On a vu la réglementation Novel Food mis en oeuvre en Belgique, en Allemagne et en Espagne sur la question des aliments au CBD. En ce qui concerne le dépôt des marques du Cannabis, dans la globalité c’est un impact bien plus considérable qui est attendu.
#PI
La première bataille de ce nouveau marché vient de commencer, celle de la propriété intellectuelle.
Pour qu’un beau matin, le consommateur de Cannabis moyen puisse s’y retrouver, il faudra bien qu’en amont les ‘fabricants’ de Cannabis puissent leur offrir des garanties.

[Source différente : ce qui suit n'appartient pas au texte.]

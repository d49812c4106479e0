//! Behavioural tests for favourite links and the combined view.

#[expect(
    dead_code,
    reason = "Shared harness fields are asserted by other integration suites."
)]
#[path = "support/app.rs"]
mod app;

use std::cell::RefCell;

use actix_web::http::StatusCode;
use actix_web::test::TestRequest;
use app::{Reply, call, create, memory_state};
use holocron::inbound::http::state::HttpState;
use rstest::fixture;
use rstest_bdd_macros::{given, scenario, then, when};
use serde_json::{Value, json};

struct Seeded {
    user: i64,
    planet: i64,
    person: i64,
}

struct FavoritesWorld {
    state: RefCell<HttpState>,
    seeded: RefCell<Option<Seeded>>,
    last_reply: RefCell<Option<Reply>>,
}

impl FavoritesWorld {
    fn run<R>(&self, fut: impl std::future::Future<Output = R>) -> R {
        actix_rt::System::new().block_on(fut)
    }

    fn send(&self, request: TestRequest) -> Reply {
        let state = self.state.borrow().clone();
        self.run(async move { call(&state, request).await })
    }

    fn ids(&self) -> (i64, i64, i64) {
        let seeded = self.seeded.borrow();
        let seeded = seeded.as_ref().expect("records seeded");
        (seeded.user, seeded.planet, seeded.person)
    }

    fn favourites(&self) -> Value {
        let (user, _, _) = self.ids();
        let reply = self.send(TestRequest::get().uri(&format!("/user/{user}/favorites")));
        assert_eq!(reply.status, StatusCode::OK);
        reply.body["inf"].clone()
    }
}

#[fixture]
fn world() -> FavoritesWorld {
    FavoritesWorld {
        state: RefCell::new(memory_state()),
        seeded: RefCell::new(None),
        last_reply: RefCell::new(None),
    }
}

#[given("a fresh holocron service")]
fn a_fresh_holocron_service(world: &FavoritesWorld) {
    world.state.replace(memory_state());
}

#[given("a user, a planet and a person exist")]
fn a_user_a_planet_and_a_person_exist(world: &FavoritesWorld) {
    let state = world.state.borrow().clone();
    let seeded = world.run(async move {
        Seeded {
            user: create(
                &state,
                "/user",
                json!({ "name": "Han", "email": "han@corellia.example", "password": "kessel" }),
            )
            .await,
            planet: create(&state, "/planets", json!({ "name": "Corellia" })).await,
            person: create(&state, "/people", json!({ "name": "Chewbacca" })).await,
        }
    });
    world.seeded.replace(Some(seeded));
}

#[when("the user favourites the person")]
fn the_user_favourites_the_person(world: &FavoritesWorld) {
    let (user, _, person) = world.ids();
    let reply = world.send(
        TestRequest::post()
            .uri(&format!("/favorites_people/{user}"))
            .set_json(json!({ "people_id": person, "user_id": user })),
    );
    assert_eq!(reply.status, StatusCode::OK);
    world.last_reply.replace(Some(reply));
}

#[when("the user favourites the planet")]
fn the_user_favourites_the_planet(world: &FavoritesWorld) {
    let (user, planet, _) = world.ids();
    let reply = world.send(
        TestRequest::post()
            .uri(&format!("/favorites_planets/{user}"))
            .set_json(json!({ "planet_id": planet })),
    );
    assert_eq!(reply.status, StatusCode::OK);
    world.last_reply.replace(Some(reply));
}

#[when("the person is deleted")]
fn the_person_is_deleted(world: &FavoritesWorld) {
    let (_, _, person) = world.ids();
    let reply = world.send(TestRequest::delete().uri(&format!("/people/{person}")));
    assert_eq!(reply.status, StatusCode::OK);
    world.last_reply.replace(Some(reply));
}

#[when("the user favourites the person naming another user in the body")]
fn the_user_favourites_the_person_naming_another_user(world: &FavoritesWorld) {
    let (user, _, person) = world.ids();
    let reply = world.send(
        TestRequest::post()
            .uri(&format!("/favorites_people/{user}"))
            .set_json(json!({ "people_id": person, "user_id": user + 1 })),
    );
    world.last_reply.replace(Some(reply));
}

#[when("the user favourites a planet that does not exist")]
fn the_user_favourites_a_planet_that_does_not_exist(world: &FavoritesWorld) {
    let (user, planet, _) = world.ids();
    let reply = world.send(
        TestRequest::post()
            .uri(&format!("/favorites_planets/{user}"))
            .set_json(json!({ "planet_id": planet + 100 })),
    );
    world.last_reply.replace(Some(reply));
}

#[then("the favourites view lists the planet link then the person link")]
fn the_view_lists_planets_then_people(world: &FavoritesWorld) {
    let (user, planet, person) = world.ids();
    assert_eq!(
        world.favourites(),
        json!([
            { "id": 1, "planet_id": planet, "user_id": user },
            { "id": 1, "people_id": person, "user_id": user },
        ])
    );
}

#[then("the favourites view is empty")]
fn the_favourites_view_is_empty(world: &FavoritesWorld) {
    assert_eq!(world.favourites(), json!([]));
}

#[then("the response is a bad request")]
fn the_response_is_a_bad_request(world: &FavoritesWorld) {
    let reply = world.last_reply.borrow();
    let reply = reply.as_ref().expect("a request was sent");
    assert_eq!(reply.status, StatusCode::BAD_REQUEST);
    assert_eq!(reply.body["code"], "invalid_request");
}

#[scenario(path = "tests/features/favorites.feature", index = 0)]
fn view_orders_planets_first(world: FavoritesWorld) {
    let _ = world;
}

#[scenario(path = "tests/features/favorites.feature", index = 1)]
fn person_deletion_cascades(world: FavoritesWorld) {
    let _ = world;
}

#[scenario(path = "tests/features/favorites.feature", index = 2)]
fn mismatched_user_is_rejected(world: FavoritesWorld) {
    let _ = world;
}

#[scenario(path = "tests/features/favorites.feature", index = 3)]
fn dangling_planet_is_rejected(world: FavoritesWorld) {
    let _ = world;
}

Or comme pour les pâtes, le chocolat ou les vêtements, un label c’est une garantie pour le consommateur, pour les producteurs le moyen indispensable pour se développer.
Et c’est directement sur le nerf de cette guerre que la justice Européenne a décidé de taper.
#Torelsan
Légalement jusque là, le terme ‘Cannabis’ ne faisait pas seulement référence
aux drogues, mais également à des substances thérapeutiques autorisées en France.
On peut citer par exemple Sativex® et Epidiolex® qui bénéficient d’une Autorisation de Mise sur le Marché ou d’une Autorisation Temporaire d’Utilisation, ou encore le Marinol®. Le Cannabis et le chanvre sont également employés dans la fabrication d’aliments et de boissons.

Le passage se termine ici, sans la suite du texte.